If valley bus riders see a fare increase, it won’t be until at least Thanksgiving, said Cranmer. It’s too late for RFTA to raise rates for the summer season, she said, and RFTA probably would not “get a very big bang” by raising them.

However, RFTA might evaluate the need for a rate increase to compensate for higher fuel costs in the 2009 budgeting process, said Cranmer. If implemented, such an increase could take effect around Thanksgiving. Bus service in the city of Aspen is free, but valley riders pay fares to ride RFTA.

In the meantime, many businesses have devised creative solutions to handle rising gas costs.

All in All Hauling owner Harold Leonard has begun leaving a smaller truck in Aspen to run deliveries around different areas of Aspen and Snowmass Village. That way, he only has to use his large semi-trailer truck to bring the packages up the valley on the highway.

At High Mountain Taxi, dispatchers are trying to avoid “deadhead” miles by dispatching the driver closest to the customer.

Aspen Constructors employees are relying more on electronic communication, “instead of jumping in the truck and driving every time you need to,” said Tanguay.

The Skico has put eight commuter bikes at its main office, so employees can use them to run in-town errands.

The ski company also purchased six-wheelers and ATVs to drive around the ski mountains, instead of using larger trucks.

But Auden Schendler, executive director for community and environmental responsibility at the Skico, acknowledged that none of those small fixes get to the core of the main problem, which is that Skico needs to have vehicles that can drive on the mountains, plow snow and groom slopes.

The company hasn’t found good hybrid-utility pick-up trucks, Schendler said, and while the company buys the most efficient snowcats available, “snowcats are snowcats.”

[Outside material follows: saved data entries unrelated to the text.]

//! Jump-block resolution.
//!
//! Blocks are entered only through a taken jump. Reaching a block start any
//! other way skips the block. Each frame holds one pending resume point, so
//! a jump taken inside a block replaces the outer block's resume point.

use crate::bytecode::{Block, Instruction};

#[derive(Debug, Clone, PartialEq, Eq, Default)]
pub enum BlockState {
    #[default]
    Outside,
    /// A jump to `label` was taken; its start has not been reached yet.
    Entering { label: String, resume: usize },
    /// Executing inside `label`; `EJMP` continues at `resume`.
    Inside { label: String, resume: usize },
}

/// What to do at a fetch position.
#[derive(Debug, Clone, Copy, PartialEq, Eq)]
pub enum Fetch {
    Execute,
    /// Continue at this instruction index instead.
    Skip(usize),
}

impl BlockState {
    /// Decide whether the instruction at a block start runs or the block is skipped.
    pub fn on_fetch(&mut self, block: Option<&Block>, code: &[Instruction]) -> Fetch {
        let Some(block) = block else {
            return Fetch::Execute;
        };
        match std::mem::take(self) {
            BlockState::Entering { label, resume } if label == block.label => {
                *self = BlockState::Inside { label, resume };
                Fetch::Execute
            }
            other => {
                *self = other;
                // Step over the skipped block's own terminator.
                let past = match code.get(block.end) {
                    Some(Instruction::EndBlock) => block.end + 1,
                    _ => block.end,
                };
                // An empty body leaves nothing to skip.
                if past <= block.start {
                    Fetch::Execute
                } else {
                    Fetch::Skip(past)
                }
            }
        }
    }

    /// Record a taken jump to `label`, resuming at `resume` once the block ends.
    pub fn enter(&mut self, label: &str, resume: usize) {
        let resume = match self {
            BlockState::Entering { label: pending, resume: kept } if pending == label => *kept,
            _ => resume,
        };
        *self = BlockState::Entering {
            label: label.to_string(),
            resume,
        };
    }

    /// Leave the current block, returning the pending resume point.
    pub fn finish(&mut self) -> Option<usize> {
        match std::mem::take(self) {
            BlockState::Entering { resume, .. } | BlockState::Inside { resume, .. } => Some(resume),
            BlockState::Outside => None,
        }
    }

    pub fn label(&self) -> Option<&str> {
        match self {
            BlockState::Entering { label, .. } | BlockState::Inside { label, .. } => Some(label),
            BlockState::Outside => None,
        }
    }
}

#[cfg(test)]
mod tests {
    use super::*;

    fn block(label: &str, start: usize, end: usize) -> Block {
        Block {
            label: label.into(),
            start,
            end,
        }
    }

    #[test]
    fn outside_reaching_a_block_skips_past_its_terminator() {
        let code = [Instruction::Halt, Instruction::Dup, Instruction::EndBlock];
        let mut state = BlockState::Outside;
        assert_eq!(state.on_fetch(Some(&block(".a", 1, 2)), &code), Fetch::Skip(3));
        assert_eq!(state, BlockState::Outside);
        assert_eq!(state.on_fetch(None, &code), Fetch::Execute);
    }

    #[test]
    fn taken_jump_enters_then_finishes() {
        let code = [Instruction::Dup, Instruction::EndBlock];
        let mut state = BlockState::Outside;
        state.enter(".a", 7);
        assert_eq!(state.on_fetch(Some(&block(".a", 0, 1)), &code), Fetch::Execute);
        assert_eq!(
            state,
            BlockState::Inside {
                label: ".a".into(),
                resume: 7
            }
        );
        assert_eq!(state.finish(), Some(7));
        assert_eq!(state.finish(), None);
    }

    #[test]
    fn entering_a_different_block_skips_it() {
        let code = [Instruction::Dup, Instruction::EndBlock];
        let mut state = BlockState::Outside;
        state.enter(".b", 3);
        assert_eq!(state.on_fetch(Some(&block(".a", 0, 1)), &code), Fetch::Skip(2));
        assert_eq!(state.label(), Some(".b"));
    }

    #[test]
    fn empty_block_without_terminator_executes_in_place() {
        let code = [Instruction::Halt];
        let mut state = BlockState::Outside;
        assert_eq!(state.on_fetch(Some(&block(".end", 0, 0)), &code), Fetch::Execute);
        assert_eq!(state, BlockState::Outside);
    }

    #[test]
    fn nested_jump_replaces_outer_resume() {
        let mut state = BlockState::Inside {
            label: ".outer".into(),
            resume: 4,
        };
        state.enter(".inner", 9);
        assert_eq!(state.finish(), Some(9));
    }
}
//! Builtin function dispatch.
//!
//! `CALL` consults the dispatcher before the program's own functions. A
//! builtin receives its arguments in pop order (the last value pushed is
//! `args[0]`) together with mutable access to both arenas, and returns at
//! most one value for the caller's operand stack.

use std::cell::RefCell;
use std::io::Write;
use std::rc::Rc;

use crate::arena::Memory;
use crate::values::{ArrayRef, Slot, Value};
use crate::vm::VmError;

/// Host-provided builtin functions.
pub trait BuiltinDispatcher {
    /// Whether `name` is handled here rather than by the program.
    fn is_builtin(&self, name: &str) -> bool;

    /// Run builtin `name`. `Ok(None)` pushes nothing.
    fn call(
        &mut self,
        name: &str,
        args: Vec<Value>,
        memory: &mut Memory,
    ) -> Result<Option<Value>, VmError>;
}

/// Dispatcher with no builtins; every `CALL` resolves against the program.
#[derive(Debug, Default, Clone, Copy)]
pub struct NoBuiltins;

impl BuiltinDispatcher for NoBuiltins {
    fn is_builtin(&self, _name: &str) -> bool {
        false
    }

    fn call(
        &mut self,
        name: &str,
        _args: Vec<Value>,
        _memory: &mut Memory,
    ) -> Result<Option<Value>, VmError> {
        Err(VmError::UnknownFunction(name.to_string()))
    }
}

/// Captured program output, shared between a [`Stdlib`] and its owner.
#[derive(Debug, Default, Clone)]
pub struct OutputBuffer {
    inner: Rc<RefCell<Captured>>,
}

#[derive(Debug, Default)]
struct Captured {
    stdout: String,
    stderr: String,
}

impl OutputBuffer {
    pub fn stdout(&self) -> String {
        self.inner.borrow().stdout.clone()
    }

    pub fn stderr(&self) -> String {
        self.inner.borrow().stderr.clone()
    }

    /// Captured stdout split into lines.
    pub fn lines(&self) -> Vec<String> {
        self.inner.borrow().stdout.lines().map(String::from).collect()
    }
}

#[derive(Debug, Clone)]
enum Console {
    Stdio,
    Capture(OutputBuffer),
}

impl Console {
    fn out(&self, text: &str) -> Result<(), VmError> {
        match self {
            Console::Stdio => {
                let mut stdout = std::io::stdout().lock();
                stdout
                    .write_all(text.as_bytes())
                    .and_then(|_| stdout.flush())
                    .map_err(|e| VmError::FileError(e.to_string()))
            }
            Console::Capture(buffer) => {
                buffer.inner.borrow_mut().stdout.push_str(text);
                Ok(())
            }
        }
    }

    fn err(&self, text: &str) -> Result<(), VmError> {
        match self {
            Console::Stdio => std::io::stderr()
                .write_all(text.as_bytes())
                .map_err(|e| VmError::FileError(e.to_string())),
            Console::Capture(buffer) => {
                buffer.inner.borrow_mut().stderr.push_str(text);
                Ok(())
            }
        }
    }
}

const NAMES: &[&str] = &[
    "print",
    "println",
    "printerr",
    "getType",
    "toString",
    "_length_a",
    "capacity",
    "max",
    "min",
    "_slice_a",
    "append",
    "prepend",
    "insert",
    "_remove_indx_a",
    "_remove_val_a",
    "_remove_all_val_a",
    "_contains_a",
    "indexOf",
    "_reverse_a",
    "sort",
];

/// Console and array builtins.
#[derive(Debug, Clone)]
pub struct Stdlib {
    console: Console,
}

impl Default for Stdlib {
    fn default() -> Self {
        Self::new()
    }
}

impl Stdlib {
    /// Builtins writing to the process's stdout and stderr.
    pub fn new() -> Self {
        Self {
            console: Console::Stdio,
        }
    }

    /// Builtins writing into `buffer`.
    pub fn capturing(buffer: OutputBuffer) -> Self {
        Self {
            console: Console::Capture(buffer),
        }
    }
}

fn arity(name: &str, args: &[Value], expected: &[usize]) -> Result<(), VmError> {
    if expected.contains(&args.len()) {
        return Ok(());
    }
    let wanted = expected
        .iter()
        .map(|n| n.to_string())
        .collect::<Vec<_>>()
        .join(" or ");
    Err(VmError::Arity {
        name: name.to_string(),
        expected: wanted,
        got: args.len(),
    })
}

fn array_arg(name: &str, value: &Value) -> Result<ArrayRef, VmError> {
    match value {
        Value::Array(array) => Ok(*array),
        other => Err(VmError::TypeError(format!(
            "{} expected array, got {}",
            name,
            other.type_name()
        ))),
    }
}

fn int_arg(name: &str, value: &Value) -> Result<i64, VmError> {
    value.as_int().map(i64::from).ok_or_else(|| {
        VmError::TypeError(format!("{} expected int, got {}", name, value.type_name()))
    })
}

/// Render a value the way `print` shows it.
pub fn render(value: &Value, memory: &Memory) -> Result<String, VmError> {
    render_nested(value, memory, 0)
}

fn render_nested(value: &Value, memory: &Memory, depth: usize) -> Result<String, VmError> {
    let Value::Array(array) = value else {
        return Ok(value.to_string());
    };
    if depth > 16 {
        return Ok("[...]".to_string());
    }
    let items = memory
        .elements(array)?
        .iter()
        .map(|item| render_nested(item, memory, depth + 1))
        .collect::<Result<Vec<_>, _>>()?;
    Ok(format!("[{}]", items.join(", ")))
}

/// `getType` name, with the element type for arrays (`Array<int>`).
pub fn type_name(value: &Value, memory: &Memory) -> Result<String, VmError> {
    type_name_nested(value, memory, 0)
}

fn type_name_nested(value: &Value, memory: &Memory, depth: usize) -> Result<String, VmError> {
    let Value::Array(array) = value else {
        return Ok(value.type_name().to_string());
    };
    if depth > 16 {
        return Ok("Array<...>".to_string());
    }
    match memory.elements(array)?.first() {
        None => Ok("Array<>".to_string()),
        Some(first) => Ok(format!(
            "Array<{}>",
            type_name_nested(first, memory, depth + 1)?
        )),
    }
}

fn ensure_room(array: &ArrayRef) -> Result<(), VmError> {
    if array.length >= array.capacity {
        return Err(VmError::ArrayFull {
            capacity: array.capacity,
        });
    }
    Ok(())
}

/// Insert `item` at `index` within the live range, shifting later elements up.
fn insert_at(
    memory: &mut Memory,
    mut array: ArrayRef,
    index: i64,
    item: Value,
) -> Result<ArrayRef, VmError> {
    ensure_room(&array)?;
    if index < 0 || index as usize > array.length {
        return Err(VmError::IndexOutOfRange {
            index,
            capacity: array.length,
        });
    }
    let item = memory.settle(item, &array)?;
    let at = index as usize;
    let span = memory.store_mut(array.store)?.span_mut(&array)?;
    span[at..=array.length].rotate_right(1);
    span[at] = Slot::Value(item);
    array.length += 1;
    Ok(array)
}

/// Remove the element at `index`, shifting later elements down.
fn remove_at(memory: &mut Memory, mut array: ArrayRef, index: usize) -> Result<ArrayRef, VmError> {
    if index >= array.length {
        return Err(VmError::IndexOutOfRange {
            index: index as i64,
            capacity: array.length,
        });
    }
    let span = memory.store_mut(array.store)?.span_mut(&array)?;
    span[index..array.length].rotate_left(1);
    span[array.length - 1] = Slot::Vacant;
    array.length -= 1;
    Ok(array)
}

fn position(memory: &Memory, array: &ArrayRef, needle: &Value) -> Result<Option<usize>, VmError> {
    Ok(memory
        .elements(array)?
        .iter()
        .position(|item| item.loosely_equals(needle)))
}

impl BuiltinDispatcher for Stdlib {
    fn is_builtin(&self, name: &str) -> bool {
        NAMES.contains(&name)
    }

    fn call(
        &mut self,
        name: &str,
        args: Vec<Value>,
        memory: &mut Memory,
    ) -> Result<Option<Value>, VmError> {
        match name {
            "print" => {
                arity(name, &args, &[1])?;
                self.console.out(&render(&args[0], memory)?)?;
                Ok(None)
            }
            "println" => {
                arity(name, &args, &[0, 1])?;
                let text = match args.first() {
                    Some(value) => render(value, memory)?,
                    None => String::new(),
                };
                self.console.out(&format!("{}\n", text))?;
                Ok(None)
            }
            "printerr" => {
                arity(name, &args, &[1])?;
                self.console.err(&format!("{}\n", render(&args[0], memory)?))?;
                Ok(None)
            }
            "getType" => {
                arity(name, &args, &[1])?;
                Ok(Some(Value::String(type_name(&args[0], memory)?)))
            }
            "toString" => {
                arity(name, &args, &[1])?;
                Ok(Some(Value::String(render(&args[0], memory)?)))
            }
            "_length_a" => {
                arity(name, &args, &[1])?;
                let array = array_arg(name, &args[0])?;
                Ok(Some(Value::Int(array.length as i32)))
            }
            "capacity" => {
                arity(name, &args, &[1])?;
                let array = array_arg(name, &args[0])?;
                Ok(Some(Value::Int(array.capacity as i32)))
            }
            "max" | "min" => {
                arity(name, &args, &[2])?;
                let (a, b) = (&args[0], &args[1]);
                let (Some(x), Some(y)) = (a.as_f64(), b.as_f64()) else {
                    return Err(VmError::TypeError(format!(
                        "{} expected numbers, got {} and {}",
                        name,
                        a.type_name(),
                        b.type_name()
                    )));
                };
                let first = if name == "max" { x >= y } else { x <= y };
                Ok(Some(if first { a.clone() } else { b.clone() }))
            }
            "_slice_a" => {
                arity(name, &args, &[2, 3])?;
                let array = array_arg(name, &args[0])?;
                let start = int_arg(name, &args[1])?;
                let end = match args.get(2) {
                    Some(v) => int_arg(name, v)?,
                    None => array.length as i64,
                };
                let target = memory.current();
                Ok(Some(Value::Array(memory.slice(&array, start, end, target)?)))
            }
            "append" => {
                arity(name, &args, &[2])?;
                let array = array_arg(name, &args[0])?;
                let at = array.length as i64;
                let updated = insert_at(memory, array, at, args[1].clone())?;
                Ok(Some(Value::Array(updated)))
            }
            "prepend" => {
                arity(name, &args, &[2])?;
                let array = array_arg(name, &args[0])?;
                let updated = insert_at(memory, array, 0, args[1].clone())?;
                Ok(Some(Value::Array(updated)))
            }
            "insert" => {
                arity(name, &args, &[3])?;
                let array = array_arg(name, &args[0])?;
                let index = int_arg(name, &args[2])?;
                let updated = insert_at(memory, array, index, args[1].clone())?;
                Ok(Some(Value::Array(updated)))
            }
            "_remove_indx_a" => {
                arity(name, &args, &[2])?;
                let array = array_arg(name, &args[0])?;
                let index = int_arg(name, &args[1])?;
                let index = usize::try_from(index).map_err(|_| VmError::IndexOutOfRange {
                    index,
                    capacity: array.length,
                })?;
                Ok(Some(Value::Array(remove_at(memory, array, index)?)))
            }
            "_remove_val_a" => {
                arity(name, &args, &[2])?;
                let mut array = array_arg(name, &args[0])?;
                if let Some(index) = position(memory, &array, &args[1])? {
                    array = remove_at(memory, array, index)?;
                }
                Ok(Some(Value::Array(array)))
            }
            "_remove_all_val_a" => {
                arity(name, &args, &[2])?;
                let mut array = array_arg(name, &args[0])?;
                while let Some(index) = position(memory, &array, &args[1])? {
                    array = remove_at(memory, array, index)?;
                }
                Ok(Some(Value::Array(array)))
            }
            "_contains_a" => {
                arity(name, &args, &[2])?;
                let array = array_arg(name, &args[0])?;
                Ok(Some(Value::Bool(position(memory, &array, &args[1])?.is_some())))
            }
            "indexOf" => {
                arity(name, &args, &[2])?;
                let array = array_arg(name, &args[0])?;
                let index = position(memory, &array, &args[1])?.map_or(-1, |i| i as i32);
                Ok(Some(Value::Int(index)))
            }
            "_reverse_a" => {
                arity(name, &args, &[1])?;
                let array = array_arg(name, &args[0])?;
                memory.store_mut(array.store)?.span_mut(&array)?[..array.length].reverse();
                Ok(Some(Value::Array(array)))
            }
            "sort" => {
                arity(name, &args, &[1])?;
                let array = array_arg(name, &args[0])?;
                let mut items = memory.elements(&array)?;
                items.sort_by(|a, b| a.sort_order(b));
                let span = memory.store_mut(array.store)?.span_mut(&array)?;
                for (slot, item) in span.iter_mut().zip(items) {
                    *slot = Slot::Value(item);
                }
                Ok(None)
            }
            other => Err(VmError::UnknownFunction(other.to_string())),
        }
    }
}
//! Loader-facing program structure.
//!
//! A program is an ordered list of functions, each a flat token stream plus
//! the jump blocks the assembler resolved for it. Block offsets are token
//! offsets into that stream.

use serde::{Deserialize, Deserializer, Serialize};

/// Label of the mandatory entry-point function.
pub const ENTRY_LABEL: &str = "_entry";

#[derive(Debug, Clone, PartialEq, Eq, Serialize, Deserialize)]
pub struct Program {
    pub functions: Vec<Function>,
}

#[derive(Debug, Clone, PartialEq, Eq, Serialize, Deserialize)]
pub struct Function {
    pub label: String,
    #[serde(deserialize_with = "tokens_or_text")]
    pub instructions: Vec<String>,
    #[serde(default)]
    pub jump_blocks: Vec<JumpBlock>,
}

/// A labeled instruction range; `end` is the offset of its `EJMP`.
///
/// Offsets index the function's token list with `.label:` tokens and operands
/// counted, and `start` is the token after the block's own label. A producer
/// that drops label tokens before numbering must add them back first.
#[derive(Debug, Clone, PartialEq, Eq, Serialize, Deserialize)]
pub struct JumpBlock {
    pub label: String,
    pub start: usize,
    pub end: usize,
}

impl Program {
    pub fn new(functions: Vec<Function>) -> Self {
        Self { functions }
    }

    pub fn from_json(text: &str) -> Result<Self, serde_json::Error> {
        serde_json::from_str(text)
    }

    pub fn function(&self, label: &str) -> Option<&Function> {
        self.functions.iter().find(|f| f.label == label)
    }
}

impl Function {
    /// Build a function from assembly text.
    pub fn new(label: impl Into<String>, text: &str) -> Self {
        Self {
            label: label.into(),
            instructions: tokenize(text),
            jump_blocks: Vec::new(),
        }
    }

    pub fn with_block(mut self, label: impl Into<String>, start: usize, end: usize) -> Self {
        self.jump_blocks.push(JumpBlock {
            label: label.into(),
            start,
            end,
        });
        self
    }

    /// Token offset of the first occurrence of `token` at or after `from`.
    pub fn offset_of(&self, token: &str, from: usize) -> Option<usize> {
        self.instructions
            .iter()
            .skip(from)
            .position(|t| t == token)
            .map(|p| p + from)
    }
}

/// Split assembly text on whitespace, keeping double-quoted literals whole.
pub fn tokenize(text: &str) -> Vec<String> {
    let mut tokens = Vec::new();
    let mut current = String::new();
    let mut in_quotes = false;
    let mut escaped = false;

    for ch in text.chars() {
        if in_quotes {
            current.push(ch);
            if escaped {
                escaped = false;
            } else if ch == '\\' {
                escaped = true;
            } else if ch == '"' {
                in_quotes = false;
            }
            continue;
        }
        if ch.is_whitespace() {
            if !current.is_empty() {
                tokens.push(std::mem::take(&mut current));
            }
            continue;
        }
        if ch == '"' {
            in_quotes = true;
        }
        current.push(ch);
    }
    if !current.is_empty() {
        tokens.push(current);
    }
    tokens
}

fn tokens_or_text<'de, D: Deserializer<'de>>(deserializer: D) -> Result<Vec<String>, D::Error> {
    #[derive(Deserialize)]
    #[serde(untagged)]
    enum Repr {
        Tokens(Vec<String>),
        Text(String),
    }

    Ok(match Repr::deserialize(deserializer)? {
        Repr::Tokens(tokens) => tokens,
        Repr::Text(text) => tokenize(&text),
    })
}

RFTA, meanwhile, has asked drivers to reduce their idle time and watch their driving techniques to conserve fuel. RFTA also is looking into programming buses to shut down automatically if they idle more than five minutes at a time.

While gas prices typically peak around Memorial Day weekend in the United States, some experts are suggesting that drivers shouldn’t expect to see gas prices fall dramatically anytime soon. Rising demand in India and China ” the world’s fastest-growing countries ” continues to drive prices skyward, even as Americans try to cut back.

The Community Office for Resource Efficiency in Aspen predicts that in the long term, world oil production could hit its peak sometime between 2010 and 2030.

“After production peaks, oil will be readily available at a higher price, though in declining amounts, for 50 years. No one will freeze in the dark … but the transition to expensive oil may be bumpy,” former CORE director Randy Udall has written.

Valley business owners say they are readying for prices to continue to stay high.

“These prices make us more conscious about what we do and how we do it,” Harris said. “If it went back to $3 a gallon, I’d say that is perfect.”